Forgery is not defined in the statute. Forgery is generally defined as 'the false making or materially altering, with intent to defraud, of any writing, which, if genuine, might apparently be of legal efficacy, or the foundation of legal liability'. 37 C.J.S. Forgery 1, quoted in Hubsch v. United States, 5 Cir., 1958, 256 F.2d 820, 823. It has been held that 'forged' and 'falsely made' as used in the statute are 'homogeneous, partaking of each other * * * synonymously construed to describe a spurious or fictitious making as distinguished from a false or fraudulent statement'. Marteney v. United States, 10 Cir., 1954, 216 F.2d 760, 763.
In Hubsch this Court stated negatively:
'We do not hold that if a person assumes a fictitious name as an alias, and it neither appears that the name assumed was a factor in procuring credit upon the instrument signed with the fictitious name nor that the alias was previously assumed for a dishonest purpose, the signing of the alias or assumed name would be a forgery.' 256 F.2d at pages 823-824.
We went on to lay down the positive rule controlling there and here:
'However, where a person not only takes an assumed name but uses that name to designate a fictional person with characteristics, personality and a semblance of identity, the use of the fictitious name as an instrument of fraud in the impersonation of the fictional person is as much a forgery as though the fictional character was real.' 256 F.2d at page 824.
The evidence shows, within the positive rule set forth in Hubsch, that Edge, with intent to defraud, created a fictional personality under the name of 'R. E. Spaine'. The check was cashed after Edge's second stay at the hotel. On both occasions when Edge was at the hotel he spoke with the manager, Mr. Holladay, representing that he was 'R. E. Spaine' of Washington, D.C. Edge told Mr. Holladay that he (R. E. Spaine) had been in Florida with his children and had spent some time at Daytona Beach with his family. The manager's testimony leaves no doubt that he cashed the check because of his reliance upon the reality, the genuineness, the integrity of the fictional 'Spaine'. When questioned as to why he cashed the check without 'any identification such as an American Express Card', Mr. Holladay testified:
'Q. Do you recall how long uou talked with Mr. Edge, Sir? A. 'I don't recall the exact number of minutes, Sir. We had a conversation.
'Q. Do you recall what the conversation was about? A. Yes, Sir.

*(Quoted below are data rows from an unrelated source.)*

use async_trait::async_trait;
use uuid::Uuid;

/// Contract consumed from the notification-delivery collaborator.
/// Fire-and-forget: no delivery guarantee is required by the core, so the
/// trait cannot fail.
#[async_trait]
pub trait NotificationSink: Send + Sync {
    async fn deliver(&self, user_id: Uuid, title: &str, message: &str, action_url: Option<&str>);
}

/// Default sink: structured log lines only. Useful in development and as the
/// wiring fallback when no push provider is configured.
pub struct LogSink;

#[async_trait]
impl NotificationSink for LogSink {
    async fn deliver(&self, user_id: Uuid, title: &str, message: &str, action_url: Option<&str>) {
        tracing::info!(
            %user_id,
            title,
            message,
            action_url = action_url.unwrap_or("-"),
            "notification delivered"
        );
    }
}
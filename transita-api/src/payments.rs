use axum::{
    extract::{Path, State},
    http::StatusCode,
    routing::post,
    Json, Router,
};
use axum_extra::headers::{authorization::Bearer, Authorization};
use axum_extra::TypedHeader;
use serde::{Deserialize, Serialize};
use transita_booking::models::{BookingStatus, PaymentStatus};
use transita_booking::reconcile::CheckoutHandle;
use transita_core::payment::{CustomerContact, GatewayKind, PaymentMethod, SettlementStatus};
use transita_shared::Masked;
use uuid::Uuid;

use crate::auth::{customer_id, decode_claims};
use crate::error::AppError;
use crate::state::AppState;

pub fn routes() -> Router<AppState> {
    Router::new()
        .route("/v1/bookings/{id}/payments/initiate", post(initiate_payment))
        .route("/v1/payments/verify", post(verify_payment))
        .route("/v1/webhooks/payments/{gateway}", post(payment_webhook))
}

#[derive(Debug, Deserialize)]
struct InitiatePaymentRequest {
    method: PaymentMethod,
    contact: ContactInput,
}

#[derive(Debug, Deserialize)]
struct ContactInput {
    name: String,
    email: String,
    phone: String,
}

#[derive(Debug, Deserialize)]
struct VerifyPaymentRequest {
    gateway: GatewayKind,
    transaction_id: String,
}

#[derive(Debug, Serialize)]
struct VerifyPaymentResponse {
    booking_id: Uuid,
    status: SettlementStatus,
    booking_status: BookingStatus,
    payment_status: PaymentStatus,
}

/// Gateway callback body. Providers post richer envelopes; the transaction
/// identifier is the part reconciliation needs.
#[derive(Debug, Deserialize)]
struct WebhookPayload {
    transaction_id: String,
}

/// POST /v1/bookings/{id}/payments/initiate
/// Open a checkout session with the gateway selected by the payment method.
/// A failure here leaves the booking untouched and retryable.
async fn initiate_payment(
    State(state): State<AppState>,
    TypedHeader(Authorization(bearer)): TypedHeader<Authorization<Bearer>>,
    Path(booking_id): Path<Uuid>,
    Json(req): Json<InitiatePaymentRequest>,
) -> Result<Json<CheckoutHandle>, AppError> {
    let claims = decode_claims(bearer.token(), &state.auth.secret)?;
    let caller = customer_id(&claims)?;

    let vb = state
        .store
        .booking(booking_id)
        .await?
        .ok_or_else(|| AppError::NotFoundError(format!("booking {booking_id}")))?;
    if vb.booking.customer_id != caller {
        return Err(AppError::AuthorizationError("booking does not belong to you".into()));
    }

    let contact = CustomerContact {
        name: req.contact.name,
        email: Masked(req.contact.email),
        phone: Masked(req.contact.phone),
    };
    let handle = state.reconciler.initiate(booking_id, req.method, contact).await?;
    Ok(Json(handle))
}

/// POST /v1/payments/verify
/// Poll the gateway for a transaction and reconcile the booking. Safe to
/// call any number of times.
async fn verify_payment(
    State(state): State<AppState>,
    TypedHeader(Authorization(_bearer)): TypedHeader<Authorization<Bearer>>,
    Json(req): Json<VerifyPaymentRequest>,
) -> Result<Json<VerifyPaymentResponse>, AppError> {
    let (status, booking) = state.reconciler.verify(req.gateway, &req.transaction_id).await?;
    Ok(Json(VerifyPaymentResponse {
        booking_id: booking.id,
        status,
        booking_status: booking.status,
        payment_status: booking.payment_status,
    }))
}

/// POST /v1/webhooks/payments/{gateway}
/// Asynchronous gateway callback; runs the same reconciliation path as
/// customer-driven verify, so replays are harmless.
async fn payment_webhook(
    State(state): State<AppState>,
    Path(gateway): Path<GatewayKind>,
    Json(payload): Json<WebhookPayload>,
) -> Result<StatusCode, AppError> {
    tracing::info!(%gateway, transaction_id = %payload.transaction_id, "payment webhook received");
    let (status, booking) = state.reconciler.verify(gateway, &payload.transaction_id).await?;
    tracing::info!(booking_id = %booking.id, ?status, "webhook reconciled");
    Ok(StatusCode::OK)
}
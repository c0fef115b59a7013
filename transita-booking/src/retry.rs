use std::future::Future;
use std::time::Duration;
use transita_core::{CoreError, CoreResult};

/// Run an I/O operation, retrying transient failures with exponential
/// backoff. Bounded: after `attempts` tries the last error surfaces to the
/// caller as-is. Non-transient errors are never retried.
pub async fn with_backoff<T, F, Fut>(
    label: &str,
    attempts: u32,
    base_delay: Duration,
    mut op: F,
) -> CoreResult<T>
where
    F: FnMut() -> Fut,
    Fut: Future<Output = CoreResult<T>>,
{
    let mut delay = base_delay;
    let mut tried = 0u32;
    loop {
        match op().await {
            Err(CoreError::Transient(reason)) if tried + 1 < attempts => {
                tried += 1;
                tracing::warn!(label, attempt = tried, %reason, "transient failure, backing off");
                tokio::time::sleep(delay).await;
                delay *= 2;
            }
            other => return other,
        }
    }
}

#[cfg(test)]
mod tests {
    use super::*;
    use std::sync::atomic::{AtomicU32, Ordering};

    #[tokio::test(start_paused = true)]
    async fn recovers_after_transient_failures() {
        let calls = AtomicU32::new(0);
        let result = with_backoff("test", 3, Duration::from_millis(50), || {
            let n = calls.fetch_add(1, Ordering::SeqCst);
            async move {
                if n < 2 {
                    Err(CoreError::Transient("flaky".into()))
                } else {
                    Ok(n)
                }
            }
        })
        .await;
        assert_eq!(result.unwrap(), 2);
        assert_eq!(calls.load(Ordering::SeqCst), 3);
    }

    #[tokio::test(start_paused = true)]
    async fn exhausts_the_attempt_budget() {
        let calls = AtomicU32::new(0);
        let result: CoreResult<()> = with_backoff("test", 3, Duration::from_millis(10), || {
            calls.fetch_add(1, Ordering::SeqCst);
            async { Err(CoreError::Transient("down".into())) }
        })
        .await;
        assert!(matches!(result, Err(CoreError::Transient(_))));
        assert_eq!(calls.load(Ordering::SeqCst), 3);
    }

    #[tokio::test]
    async fn non_transient_errors_fail_fast() {
        let calls = AtomicU32::new(0);
        let result: CoreResult<()> = with_backoff("test", 5, Duration::from_millis(10), || {
            calls.fetch_add(1, Ordering::SeqCst);
            async { Err(CoreError::NotFound("booking".into())) }
        })
        .await;
        assert!(matches!(result, Err(CoreError::NotFound(_))));
        assert_eq!(calls.load(Ordering::SeqCst), 1);
    }
}
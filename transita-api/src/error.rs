use axum::{
    http::StatusCode,
    response::{IntoResponse, Response},
    Json,
};
use serde_json::json;
use transita_core::CoreError;

#[derive(Debug)]
pub enum AppError {
    AuthenticationError(String),
    AuthorizationError(String),
    ValidationError(String),
    NotFoundError(String),
    ConflictError(String),
    PaymentRequired(String),
    Unavailable(String),
    InternalServerError(String),
}

impl IntoResponse for AppError {
    fn into_response(self) -> Response {
        let (status, error_message) = match self {
            AppError::AuthenticationError(msg) => (StatusCode::UNAUTHORIZED, msg),
            AppError::AuthorizationError(msg) => (StatusCode::FORBIDDEN, msg),
            AppError::ValidationError(msg) => (StatusCode::BAD_REQUEST, msg),
            AppError::NotFoundError(msg) => (StatusCode::NOT_FOUND, msg),
            AppError::ConflictError(msg) => (StatusCode::CONFLICT, msg),
            AppError::PaymentRequired(msg) => (StatusCode::PAYMENT_REQUIRED, msg),
            AppError::Unavailable(msg) => (StatusCode::SERVICE_UNAVAILABLE, msg),
            AppError::InternalServerError(msg) => {
                tracing::error!("Internal Server Error: {}", msg);
                (StatusCode::INTERNAL_SERVER_ERROR, "Internal Server Error".to_string())
            }
        };

        let body = Json(json!({
            "error": error_message,
        }));

        (status, body).into_response()
    }
}

impl From<CoreError> for AppError {
    fn from(err: CoreError) -> Self {
        match err {
            CoreError::NotFound(msg) => AppError::NotFoundError(msg),
            CoreError::Precondition(msg) => AppError::ConflictError(msg),
            CoreError::GatewayRejected(msg) => AppError::PaymentRequired(msg),
            CoreError::Transient(msg) => AppError::Unavailable(msg),
            CoreError::Conflict(msg) => AppError::ConflictError(msg),
            CoreError::InventoryConsistency(msg) | CoreError::Internal(msg) => {
                AppError::InternalServerError(msg)
            }
        }
    }
}
use uuid::Uuid;

/// User-facing event emitted when a booking's status moves.
#[derive(Debug, serde::Serialize, serde::Deserialize, Clone)]
pub struct StatusChangedEvent {
    pub booking_id: Uuid,
    pub customer_id: Uuid,
    pub reference: String,
    pub old_status: String,
    pub new_status: String,
    pub timestamp: i64,
}

/// User-facing event emitted when a booking's payment status moves.
#[derive(Debug, serde::Serialize, serde::Deserialize, Clone)]
pub struct PaymentChangedEvent {
    pub booking_id: Uuid,
    pub customer_id: Uuid,
    pub reference: String,
    pub old_status: String,
    pub new_status: String,
    pub timestamp: i64,
}
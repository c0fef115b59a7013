use serde::{Deserialize, Serialize, Serializer};
use std::fmt;

/// Wrapper for customer contact fields that masks the value in Debug/Display
/// output so it cannot leak through log macros like tracing::info!("{:?}", req).
/// Serialization passes the real value through: API responses and the payment
/// wire contract need it.
#[derive(Clone, Deserialize)]
pub struct Masked<T>(pub T);

impl<T: fmt::Display> fmt::Debug for Masked<T> {
    fn fmt(&self, f: &mut fmt::Formatter<'_>) -> fmt::Result {
        write!(f, "********")
    }
}

impl<T: fmt::Display> fmt::Display for Masked<T> {
    fn fmt(&self, f: &mut fmt::Formatter<'_>) -> fmt::Result {
        write!(f, "********")
    }
}

impl<T: Serialize> Serialize for Masked<T> {
    fn serialize<S>(&self, serializer: S) -> Result<S::Ok, S::Error>
    where
        S: Serializer,
    {
        self.0.serialize(serializer)
    }
}

impl<T> Masked<T> {
    pub fn into_inner(self) -> T {
        self.0
    }

    pub fn inner(&self) -> &T {
        &self.0
    }
}

#[cfg(test)]
mod tests {
    use super::*;

    #[test]
    fn debug_output_is_masked() {
        let email = Masked("rider@example.com".to_string());
        assert_eq!(format!("{:?}", email), "********");
        assert_eq!(format!("{}", email), "********");
    }

    #[test]
    fn serialization_keeps_real_value() {
        let phone = Masked("9801234567".to_string());
        assert_eq!(serde_json::to_string(&phone).unwrap(), "\"9801234567\"");
    }
}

'Q. What was it? A. In fact, if I may put this in, that's one reason why, you say, Mr. Edge-- now, of course, you said Mr. Edge. I don't know him as Mr. Edge Sir. I talked to a Mr. Spaine, who is the gentleman seated there at your table. I recall the conversation because he had told me he had been down in Florida with his children and had spent some time at Daytona Beach. We stood there at the desk and discussed the matter. It was the second time that he had been in the hotel within a month and we had had conversations on each time. As I said, sir, I knew him as Mr. Spaine.'
On the undisputed evidence before us, unlike the factual situation in the Hubsch case,2 it is clear that the hotel cashed Edge's check in reliance upon the name 'R. E. Spaine' and the reality of the fictional personality attached to that name.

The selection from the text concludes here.